03/31/2006 — With the third-largest Basque population in the world (estimated at 15,000), southwestern Idaho is rich with Basque culture.
The addition of new restaurant Leku Ona, which means "good place" in Basque, is further evidence of Idaho's strong ties to the Basque homeland and an impressive addendum to Downtown Boise's Basque Block.
The three-story red brick building features a basement designed for lunches and family-style dining, a main-floor tapas bar (smoking permitted) and a top-floor fine dining room, bedecked with white linen tablecloths and ornately sandblasted glass panels.
A mural, featuring owner Jose Artiach overlooking a green valley dotted with sheep, leads up the stairs to the top-floor dining room and adjoining spacious patio with a stunning view of the Foothills.
A street-level patio connects the restaurant to Leku Ona Hotel, a Basque-style boarding house that recently opened, as part of the same venture.
One night, we grabbed a comfortable booth in the bar. We were here for dry rosado and chef Ramon Barquin's rustic Basque fare.
The servers are young and friendly at Leku Ona, but they don't appear to be that knowledgeable about Spanish and Basque country wines.
Right off, we ordered a chilled bottle of Torres de Casta Rosado ($19.75), a popular Spanish dry rose that our server knew nearly nothing about.
The wine played well with a plate of croquetas ($7.25/labeled A-1 on the written-in-Basque menu), a mix of crunchy round fritters with creamy, hot centers — some chicken, some ham, some cod — served on a squiggle of roasted red pepper sauce.
We also enjoyed an appetizer (please don't ask me to spell this one. It's like four really long Basque words) of soft scrambled eggs ($6.25/A-5) mingled with sautéed oyster mushrooms and pickled garlic sprout stems. Crisp crostini was there for scooping the scrumptious mixture.
We were intrigued by the thought of Basque-style beef tongue ($14.95/M-5) and the land lover's paella (minimum of two people, $11.25 each/P-2).
The fluffy paella came in a metal skillet, where saffron-spiked rice was allowed to mingle with tender pieces of rabbit, chicken breast, small pork ribs, sliced chorizo and sweet bell pepper.
Leku Ona also serves seafood paella, pocked with clams, shrimp and mussels.
The slowly simmered beef tongue was ultra- tender, yet we weren't impressed with the standard brown gravy that enveloped it.
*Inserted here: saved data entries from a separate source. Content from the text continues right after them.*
use std::fmt;

use serde::Serialize;

use crate::color::Color;

/// One run of [`Formatted`] text.
#[derive(Clone, Debug, PartialEq, Serialize)]
#[serde(rename_all = "camelCase")]
pub struct FormattedSection {
    /// Text content (empty for image sections).
    pub text: String,
    /// Inline image, if this section is one.
    #[serde(skip_serializing_if = "Option::is_none")]
    pub image: Option<ResolvedImage>,
    /// Font scale relative to the layer's text size.
    #[serde(skip_serializing_if = "Option::is_none")]
    pub scale: Option<f64>,
    /// Comma-separated font stack override.
    #[serde(skip_serializing_if = "Option::is_none")]
    pub font_stack: Option<String>,
    /// Color override.
    #[serde(skip_serializing_if = "Option::is_none", serialize_with = "color_as_string")]
    pub text_color: Option<Color>,
}

fn color_as_string<S>(color: &Option<Color>, serializer: S) -> Result<S::Ok, S::Error>
where
    S: serde::Serializer,
{
    match color {
        Some(c) => serializer.serialize_str(&c.to_premultiplied_string()),
        None => serializer.serialize_none(),
    }
}

/// Rich text made of sections.
#[derive(Clone, Debug, Default, PartialEq, Serialize)]
pub struct Formatted {
    /// Sections in display order.
    pub sections: Vec<FormattedSection>,
}

impl Formatted {
    /// Single unstyled section holding `text`.
    pub fn from_string(text: impl Into<String>) -> Self {
        Self {
            sections: vec![FormattedSection {
                text: text.into(),
                image: None,
                scale: None,
                font_stack: None,
                text_color: None,
            }],
        }
    }

    /// `true` when no section carries text or an image.
    pub fn is_empty(&self) -> bool {
        self.sections
            .iter()
            .all(|s| s.text.is_empty() && s.image.is_none())
    }
}

impl fmt::Display for Formatted {
    fn fmt(&self, f: &mut fmt::Formatter<'_>) -> fmt::Result {
        for section in &self.sections {
            f.write_str(&section.text)?;
        }
        Ok(())
    }
}

/// Named image, resolved against the sprite when rendered.
#[derive(Clone, Debug, PartialEq, Eq, Serialize)]
pub struct ResolvedImage {
    /// Image id.
    pub name: String,
    /// Whether the sprite currently holds this image.
    pub available: bool,
}

impl ResolvedImage {
    /// Reference to `name`, not yet known to be available. Empty names yield `None`.
    pub fn build(name: &str) -> Option<Self> {
        if name.is_empty() {
            return None;
        }
        Some(Self {
            name: name.to_owned(),
            available: false,
        })
    }
}

impl fmt::Display for ResolvedImage {
    fn fmt(&self, f: &mut fmt::Formatter<'_>) -> fmt::Result {
        f.write_str(&self.name)
    }
}

/// String comparison options.
#[derive(Clone, Debug, PartialEq, Eq, Serialize)]
#[serde(rename_all = "camelCase")]
pub struct Collator {
    /// Distinguish upper and lower case.
    pub case_sensitive: bool,
    /// Distinguish accented characters from their base letters.
    pub diacritic_sensitive: bool,
    /// BCP 47 locale tag, if one was requested.
    #[serde(skip_serializing_if = "Option::is_none")]
    pub locale: Option<String>,
}

#[cfg(test)]
#[path = "../../tests/unit/value/text.rs"]
mod tests;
This entrée, served with a mound of mashed spuds, was prefaced with a bowl of beefy lentil soup and mixed greens drizzled with garlicky dressing.
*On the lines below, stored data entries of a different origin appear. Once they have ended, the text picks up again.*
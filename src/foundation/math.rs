pub(crate) fn lerp(a: f64, b: f64, t: f64) -> f64 {
    a + (b - a) * t
}

/// Canonical bit pattern for using a number as a hash key.
///
/// `-0.0` folds onto `0.0`; NaN has no key.
pub(crate) fn number_key(n: f64) -> Option<u64> {
    if n.is_nan() {
        return None;
    }
    if n == 0.0 {
        return Some(0.0f64.to_bits());
    }
    Some(n.to_bits())
}

/// Shortest text for a number, matching the form style documents are written in
/// (`3`, `0.5`, `-Infinity`, `NaN`).
pub(crate) fn format_number(n: f64) -> String {
    if n.is_nan() {
        return "NaN".to_owned();
    }
    if n.is_infinite() {
        return if n > 0.0 { "Infinity" } else { "-Infinity" }.to_owned();
    }
    if n == 0.0 {
        return "0".to_owned();
    }
    format!("{n}")
}

#[cfg(test)]
#[path = "../../tests/unit/foundation/math.rs"]
mod tests;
We barely saved room for a delicious red wine-poached pear ($5.25/D-7), pooled in a cinnamon-kicked Burgundy sauce.
We came back the following week, again at night, for salt cod Biscayne ($16.95/F-1) and a lamb shank ($16.95/M-11).
After we were seated at a small table upstairs, we ordered an appetizer of four roasted red piquillo peppers ($6.75/A-6) stuffed with spinach and bay shrimp, finished with a mild red pepper sauce.
Most entrees come with soup du jour and a green salad.
We received hearty bowls of potato-leek soup, with just the right amount of spice.
This teased our palates for the entrees.
A fork-tender lamb shank came vertically positioned above dollops of silky mashed potatoes and a dark mote of pan sauce. This shank was so big that we also had lamb for lunch the next day.
The imported cod, a tail-cut cured in salt, was extremely fishy tasting—more so than salt cod I've had at other Basque and French restaurants. Even the garlicky Biscayne-style pepper sauce couldn't completely mask its pronounced flavor. The fish came with overcooked cauliflower, broccoli and carrots.
The plate of incredibly pungent fish and overcooked vegetables aside, it's apparent that Leku Ona is trying hard to be a "good place."